━━━━━ DATA EXTRACT
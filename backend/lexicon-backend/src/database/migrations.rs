use tracing::{debug, info, instrument};

use crate::{
    configuration::Configuration,
    database::sync_connection::LexiconSyncDatabaseConnection,
    error::{LexiconError, LexiconResult},
};

const MIGRATIONS: diesel_migrations::EmbeddedMigrations = diesel_migrations::embed_migrations!();

/// Synchronously check if there are missing database migrations.
pub fn has_missing_migrations(configuration: &Configuration) -> LexiconResult<bool> {
    use diesel_migrations::MigrationHarness;

    // Needs to be a sync connection, because `diesel_migrations` does not support async yet,
    // and `diesel_async` does not support migrations yet.
    debug!("Creating synchronous connection to database");
    let mut connection = LexiconSyncDatabaseConnection::new(configuration)?;

    connection
        .get_mut()
        .has_pending_migration(MIGRATIONS)
        .map_err(|error| LexiconError::DatabaseMigration { source: error })
}

/// Runs all missing migrations synchronously.
///
/// **Warning:** It is unknown how this deals with concurrent execution of migrations,
/// so make sure that this is never run twice at the same time on the same database.
#[instrument(err, skip(configuration))]
pub fn run_migrations(configuration: &Configuration) -> LexiconResult<()> {
    use diesel_migrations::MigrationHarness;

    // Needs to be a sync connection, because `diesel_migrations` does not support async yet,
    // and `diesel_async` does not support migrations yet.
    debug!("Creating synchronous connection to database");
    let mut connection = LexiconSyncDatabaseConnection::new(configuration)?;
    info!("Running pending database migrations (this may take a long time)...");
    connection
        .get_mut()
        .run_pending_migrations(MIGRATIONS)
        .map_err(|error| LexiconError::DatabaseMigration { source: error })?;
    info!("Database migrations complete");
    Ok(())
}
use tracing::instrument;

use crate::{configuration::Configuration, error::LexiconResult};

mod async_connection_pool;
pub mod migrations;
pub mod model;
pub mod schema;
mod sync_connection;
pub mod transactions;

pub use async_connection_pool::LexiconAsyncDatabaseConnectionPool;

#[instrument(err, skip(configuration))]
pub async fn create_async_database_connection_pool(
    configuration: &Configuration,
) -> LexiconResult<LexiconAsyncDatabaseConnectionPool> {
    LexiconAsyncDatabaseConnectionPool::new(configuration)
}
#[async_trait]
impl LexicalStore for PostgresLexicalStore {
    #[instrument(err, skip(self))]
    async fn get(
        &self,
        word: &str,
        source_language: &LanguageSelector,
        target_language: &LanguageCode,
    ) -> LexiconResult<Option<LexicalRecord>> {
        self.database_connection_pool
            .execute_transaction::<_, LexiconError>(
                |database_connection| {
                    async move {
                        // Without a definition in the target language, the word counts as untranslated.
                        let mut query = words::table
                            .inner_join(
                                definitions::table.on(definitions::word_id
                                    .eq(words::id)
                                    .and(definitions::language.eq(target_language.as_str()))),
                            )
                            .filter(words::word.eq(word))
                            .select(WordRow::as_select())
                            .into_boxed();

                        if let Some(source_language) = source_language.exact() {
                            query = query.filter(words::language.eq(source_language.as_str()));
                        }

                        let Some(word_row) = query
                            .order_by(words::id.asc())
                            .first::<WordRow>(database_connection)
                            .await
                            .optional()?
                        else {
                            return Ok(None);
                        };

                        let definitions = load_annotations!(
                            database_connection,
                            DefinitionRow,
                            definitions,
                            &word_row,
                            target_language
                        );
                        let synonyms = load_annotations!(
                            database_connection,
                            SynonymRow,
                            synonyms,
                            &word_row,
                            target_language
                        );
                        let translations = load_annotations!(
                            database_connection,
                            TranslationRow,
                            translations,
                            &word_row,
                            target_language
                        );
                        let examples = load_annotations!(
                            database_connection,
                            ExampleRow,
                            examples,
                            &word_row,
                            target_language
                        );

                        Ok(Some(LexicalRecord {
                            definitions: Some(definitions),
                            synonyms: Some(synonyms),
                            translations: Some(translations),
                            examples: Some(examples),
                            ..record_without_relations(word_row)
                        }))
                    }
                    .scope_boxed()
                },
                self.maximum_transaction_retry_count,
            )
            .await
    }

    #[instrument(err, skip(self))]
    async fn get_id(
        &self,
        word: &str,
        source_language: &LanguageSelector,
    ) -> LexiconResult<Option<WordId>> {
        let ids = self
            .database_connection_pool
            .execute_transaction::<_, LexiconError>(
                |database_connection| {
                    async move {
                        let mut query = words::table
                            .select(words::id)
                            .filter(words::word.eq(word))
                            .into_boxed();

                        if let Some(source_language) = source_language.exact() {
                            query = query.filter(words::language.eq(source_language.as_str()));
                        }

                        Ok(query
                            .order_by(words::id.asc())
                            .load::<i32>(database_connection)
                            .await?)
                    }
                    .scope_boxed()
                },
                self.maximum_transaction_retry_count,
            )
            .await?;

        single_word_id(ids, word, source_language)
    }

    #[instrument(err, skip(self))]
    async fn delete(&self, id: WordId) -> LexiconResult<()> {
        let deleted_words = self
            .database_connection_pool
            .execute_transaction::<_, LexiconError>(
                |database_connection| {
                    async move {
                        let WordId(id) = id;

                        diesel::delete(definitions::table.filter(definitions::word_id.eq(id)))
                            .execute(database_connection)
                            .await?;
                        diesel::delete(synonyms::table.filter(synonyms::word_id.eq(id)))
                            .execute(database_connection)
                            .await?;
                        diesel::delete(translations::table.filter(translations::word_id.eq(id)))
                            .execute(database_connection)
                            .await?;
                        diesel::delete(examples::table.filter(examples::word_id.eq(id)))
                            .execute(database_connection)
                            .await?;

                        Ok(diesel::delete(words::table.filter(words::id.eq(id)))
                            .execute(database_connection)
                            .await?)
                    }
                    .scope_boxed()
                },
                self.maximum_transaction_retry_count,
            )
            .await?;

        debug!("Deleted {deleted_words} words with id {id:?}");
        Ok(())
    }

    #[instrument(err, skip(self))]
    async fn list_page(
        &self,
        page: PageRequest,
        word_filter: Option<&str>,
        relations: RelationSelection,
    ) -> LexiconResult<Vec<LexicalRecord>> {
        let pattern = word_filter.map(like_pattern);
        let pattern = pattern.as_deref();

        // Read committed, since a page with all relations can touch a lot of rows.
        self.database_connection_pool
            .execute_read_committed_transaction::<_, LexiconError>(
                |database_connection| {
                    async move {
                        let mut query = words::table.select(WordRow::as_select()).into_boxed();

                        if let Some(pattern) = pattern {
                            query = query.filter(words::word.ilike(pattern));
                        }

                        let word_rows = query
                            .order_by((words::word.asc(), words::id.asc()))
                            .offset(page.offset())
                            .limit(page.limit())
                            .load::<WordRow>(database_connection)
                            .await?;

                        let grouped_definitions = if relations.definitions {
                            Some(load_grouped_annotations!(
                                database_connection,
                                DefinitionRow,
                                definitions,
                                &word_rows
                            ))
                        } else {
                            None
                        };
                        let grouped_synonyms = if relations.synonyms {
                            Some(load_grouped_annotations!(
                                database_connection,
                                SynonymRow,
                                synonyms,
                                &word_rows
                            ))
                        } else {
                            None
                        };
                        let grouped_translations = if relations.translations {
                            Some(load_grouped_annotations!(
                                database_connection,
                                TranslationRow,
                                translations,
                                &word_rows
                            ))
                        } else {
                            None
                        };
                        let grouped_examples = if relations.examples {
                            Some(load_grouped_annotations!(
                                database_connection,
                                ExampleRow,
                                examples,
                                &word_rows
                            ))
                        } else {
                            None
                        };

                        let word_count = word_rows.len();
                        Ok(word_rows
                            .into_iter()
                            .zip(per_word(grouped_definitions, word_count))
                            .zip(per_word(grouped_synonyms, word_count))
                            .zip(per_word(grouped_translations, word_count))
                            .zip(per_word(grouped_examples, word_count))
                            .map(
                                |((((word_row, definitions), synonyms), translations), examples)| {
                                    LexicalRecord {
                                        definitions,
                                        synonyms,
                                        translations,
                                        examples,
                                        ..record_without_relations(word_row)
                                    }
                                },
                            )
                            .collect())
                    }
                    .scope_boxed()
                },
                self.maximum_transaction_retry_count,
            )
            .await
    }

    #[instrument(err, skip(self, record), fields(word = %record.word, language = %record.language))]
    async fn save(&self, record: &LexicalRecord) -> LexiconResult<()> {
        let language =
            record
                .language
                .exact()
                .ok_or_else(|| LexiconError::WildcardLanguageNotStorable {
                    word: record.word.clone(),
                })?;
        let last_updated = Utc::now();

        // The word and its annotations are written in one transaction,
        // so no word without annotations becomes visible.
        self.database_connection_pool
            .execute_transaction::<_, LexiconError>(
                |database_connection| {
                    async move {
                        let word_id: i32 = diesel::insert_into(words::table)
                            .values((
                                words::word.eq(record.word.as_str()),
                                words::language.eq(language.as_str()),
                                words::last_updated.eq(last_updated),
                            ))
                            .on_conflict((words::word, words::language))
                            .do_update()
                            .set(words::last_updated.eq(last_updated))
                            .returning(words::id)
                            .get_result(database_connection)
                            .await?;

                        insert_annotations!(
                            database_connection,
                            definitions,
                            definition,
                            word_id,
                            record.definitions
                        );
                        insert_annotations!(
                            database_connection,
                            synonyms,
                            synonym,
                            word_id,
                            record.synonyms
                        );
                        insert_annotations!(
                            database_connection,
                            translations,
                            translation,
                            word_id,
                            record.translations
                        );
                        insert_annotations!(
                            database_connection,
                            examples,
                            example,
                            word_id,
                            record.examples
                        );

                        Ok(())
                    }
                    .scope_boxed()
                },
                self.maximum_transaction_retry_count,
            )
            .await
    }
}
━━━━━━━━━━
__WHAT YOU WILL DO__:
Each line that has the word "crate" counts once. How many such lines are in the data? Give the number alone.

__EXERCISE RESULT__:
2